Era di ritorno da un altro caotico pomeriggio da manager di basket, quindi poteva comprendersi bene quanto la sua testa somigliasse ad un tamburo suonato da un musicista rintronato che non chiudeva occhio da due settimane.

Con i muscoli smorti, aveva solo l’ardente desiderio di compiere tre semplici cose: rilassarsi con un bagno caldo, poi di nuovo nel suo soffice letto e per ultimo fare i pochi compiti che i professori le avevano lasciato.
Si sentiva già rigenerata a pensasi dentro la vasca da bagno circondata dall'esclusivo balsamico odore del bagnoschiuma, ma nel momento in cui la madre si catapultò all'entrata di casa, Ayako comprese che la loro famiglia era stata nuovamente appestata da un insalubre malaugurio.
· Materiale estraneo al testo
//! Per-test-case orchestration.
//!
//! [`TestCaseRunner`] drives one test case end to end: it validates the
//! declaration, creates an exclusive working directory, sanity-checks the
//! unsliced program, builds the pre-pipeline artifacts once, then runs the
//! slicing pipeline for every enabled setup (or exactly one externally
//! supplied setup), verifying each run with the oracle.
//!
//! Failure policy: a non-zero exit from any pipeline tool aborts the whole
//! run; an oracle mismatch is recorded for its setup and the matrix
//! continues. The working directory is removed on both paths, and removal is
//! idempotent even after a partial pipeline failure.

use std::fs;
use std::path::{Path, PathBuf};

use crate::environment::Environment;
use crate::errors::{Error, Result};
use crate::matrix::{default_matrix, Setup};
use crate::oracle::{self, Verdict};
use crate::pipeline::{Artifact, Pipeline};
use crate::process::ProcessRunner;
use crate::report::Reporter;
use crate::testspec::TestSpec;

/// Aggregate outcome of one runner invocation.
#[derive(Debug, Clone, Copy, Default, PartialEq, Eq)]
pub struct RunSummary {
    pub passed: usize,
    pub failed: usize,
    pub skipped: usize,
}

impl RunSummary {
    /// Exit 0 only when every enabled setup passed. An empty matrix after
    /// filtering counts as success.
    pub fn exit_code(&self) -> i32 {
        if self.failed > 0 {
            1
        } else {
            0
        }
    }
}

pub struct TestCaseRunner<'a> {
    env: &'a Environment,
    reporter: Reporter,
    name: String,
    spec: TestSpec,
    workdir: PathBuf,
}

impl<'a> TestCaseRunner<'a> {
    pub fn new(env: &'a Environment, name: impl Into<String>, spec: TestSpec) -> Self {
        let name = name.into();
        let workdir = env.work_root.join(&name);
        Self {
            env,
            reporter: Reporter::new(env.debug),
            name,
            spec,
            workdir,
        }
    }

    pub fn workdir(&self) -> &Path {
        &self.workdir
    }

    /// Run the test case. `explicit` bypasses matrix enumeration and runs
    /// exactly that one setup. Cleanup runs on success and on failure.
    pub fn run(&self, explicit: Option<Setup>) -> Result<RunSummary> {
        self.spec.validate(&self.name)?;
        self.prepare_workdir()?;
        let outcome = self.run_inner(explicit);
        self.cleanup();
        let summary = outcome?;
        self.reporter.summary(&self.name, &summary);
        Ok(summary)
    }

    fn run_inner(&self, explicit: Option<Setup>) -> Result<RunSummary> {
        let runner = ProcessRunner::new(self.env.debug);
        let pipeline = Pipeline::new(self.env, &runner, &self.workdir);

        self.sanity_check(&pipeline)?;
        let (primary, post_links) = self.build_prelude(&pipeline)?;

        let mut summary = RunSummary::default();
        match explicit {
            Some(setup) => {
                self.run_setup(&pipeline, &primary, &post_links, &setup, &mut summary)?;
            }
            None => {
                for setup in default_matrix(self.env).setups() {
                    if !self.spec.enabled_in(&setup) {
                        self.reporter.skip(&setup);
                        summary.skipped += 1;
                        continue;
                    }
                    self.run_setup(&pipeline, &primary, &post_links, &setup, &mut summary)?;
                }
            }
        }
        Ok(summary)
    }

    /// Compile the primary source and every auxiliary, apply pre-slicing
    /// optimization and linking, and compile the assertion-support module
    /// that is always linked in after slicing.
    fn build_prelude(&self, pipeline: &Pipeline) -> Result<(Artifact, Vec<Artifact>)> {
        let source = self.env.sources_dir.join(&self.spec.source);
        let mut primary = pipeline.compile(&source, &self.spec.compiler_params)?;

        if !self.spec.opt_before.is_empty() {
            primary = pipeline.optimize(&primary, &self.spec.opt_before)?;
        }

        let mut pre_links = Vec::new();
        for aux in &self.spec.link_before {
            let path = self.env.sources_dir.join(aux);
            pre_links.push(pipeline.compile(&path, &self.spec.compiler_params)?);
        }
        if !pre_links.is_empty() {
            primary = pipeline.link(&primary, &pre_links)?;
        }

        let mut post_links = Vec::new();
        for aux in &self.spec.link_after {
            let path = self.env.sources_dir.join(aux);
            post_links.push(pipeline.compile(&path, &self.spec.compiler_params)?);
        }
        post_links.push(pipeline.compile(&self.env.support_source(), &self.spec.compiler_params)?);

        Ok((primary, post_links))
    }

    /// One matrix point: slice, re-link the support artifacts, optionally
    /// post-optimize, execute and verify. Intermediates are disposed of here
    /// once the verdict is in.
    fn run_setup(
        &self,
        pipeline: &Pipeline,
        primary: &Artifact,
        post_links: &[Artifact],
        setup: &Setup,
        summary: &mut RunSummary,
    ) -> Result<()> {
        self.reporter.progress(setup);

        let mut flags: Vec<String> = setup.tokens().to_vec();
        flags.extend(self.spec.add_params.iter().cloned());

        let sliced = pipeline.slice(primary, &flags)?;
        let linked = pipeline.link(&sliced, post_links)?;
        let executable = if self.spec.opt_after.is_empty() {
            linked.clone()
        } else {
            pipeline.optimize(&linked, &self.spec.opt_after)?
        };

        let run = pipeline.execute(&executable)?;
        self.reporter.dump_run(&run);

        let verdict = oracle::verify(&run, self.expected_ref().as_deref())?;
        match verdict {
            Verdict::Pass => {
                self.reporter.pass();
                summary.passed += 1;
            }
            Verdict::Fail(reason) => {
                self.reporter.fail(&reason);
                summary.failed += 1;
            }
        }

        self.dispose(&[sliced, linked, executable]);
        Ok(())
    }

    /// Compile and run the unsliced program natively; its output must
    /// already satisfy the oracle before slicing is worth testing.
    fn sanity_check(&self, pipeline: &Pipeline) -> Result<()> {
        let binary = pipeline.build_native(&self.spec)?;
        let run = pipeline.run_native(&binary)?;
        self.reporter.dump_run(&run);
        match oracle::verify(&run, self.expected_ref().as_deref())? {
            Verdict::Pass => Ok(()),
            Verdict::Fail(reason) => Err(Error::Sanity {
                reason: reason.to_string(),
            }),
        }
    }

    fn expected_ref(&self) -> Option<PathBuf> {
        self.spec
            .expected_output
            .as_ref()
            .map(|name| self.env.sources_dir.join(name))
    }

    fn prepare_workdir(&self) -> Result<()> {
        // Stale directories from an interrupted earlier run are fair game.
        let _ = fs::remove_dir_all(&self.workdir);
        fs::create_dir_all(&self.workdir).map_err(|source| Error::Io {
            path: self.workdir.clone(),
            source,
        })
    }

    /// Remove per-setup intermediates so sequential setups never observe
    /// each other's artifacts. Missing files are fine; a later stage may
    /// share a path with an earlier one when no pass was configured.
    fn dispose(&self, artifacts: &[Artifact]) {
        for artifact in artifacts {
            let _ = fs::remove_file(artifact.path());
        }
    }

    /// Idempotent, safe after partial pipeline failure.
    fn cleanup(&self) {
        let _ = fs::remove_dir_all(&self.workdir);
    }
}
«Mamma» disse sentendo vibrare la gola.
Si stava togliendo la scarpa sinistra, bloccandosi a metà azione, quando si era accorta dello stato pietoso in cui stava navigando l’anima della madre: il suo volto inondato di lacrime sembrava fatto di cera sciolta e urlava di una sofferenza inesprimibile, le mani congiunte al petto, la scongiuravano di correre immediatamente verso il soggetto per il quale lei si struggeva tanto.

«No» pronunciò coincisa.
Il campanellino di allarme stava trillando così forte da potergli squarciare il cervello in due.
Solo un avvenimento poteva essere indice di quella sua condizione tristemente sconvolta ed era la stesso per cui l’aveva vista dolersi l’ultima volta.

«No. Non di nuovo» inveì risalendo la scalinata conducente al piano di sopra.
Ti prego fa che stavolta il mio intuito ha fatto cilecca”.
Ragionava nel mentre che percorreva i meandri del corridoio.

Non poteva essere possibile. Saeko pareva aver risolutivamente superato quel suo orrido periodo di depressione.
Adesso tingeva i suoi sorrisi di gioia, aveva un compatto gruppo di amici e si era persino presa una cotta per qualcuno.

Non poteva essere che fosse ricaduta in quell'oblio nero. A meno che.
Le palpebre dei suoi occhi si stirarono per potersi spalancare totalmente.
No. Non può essere”.

Ayako, si rafforzò lo spirito giunta davanti alla porta della stanza della sorella, già pronta con il braccio ad aprirla.

Non attese oltre. Non si pose delle altre domande inesplicabili.
Facendosi coraggio, la accostò al muro di libri con pacatezza e identificata la sorella rannicchiata in posizione fetale nel letto, il corpo mosso da intermittenti tremori, realizzò che avrebbero passato delle giornate terribili.

«Saeko» la chiamò poggiando cautamente il piede sul pavimento per paura di procurare un forte attacco di spavento alla gemella.
Ma la reazione di Saeko, fu ad ogni modo inimmaginabile.

Reagendo all'enunciazione del suo nome, si voltò di scatto verso la sorella – il volto impaurito inamidato dal sudore, gli occhi arrossati dai singhiozzi strazianti - di colpo poi, inaspettatamente, si sollevò dal materasso per gettarsi in ginocchio ai piedi di lei e stringerla alla vita in un abbraccio traboccante di un'inconsulto pianto emotivo.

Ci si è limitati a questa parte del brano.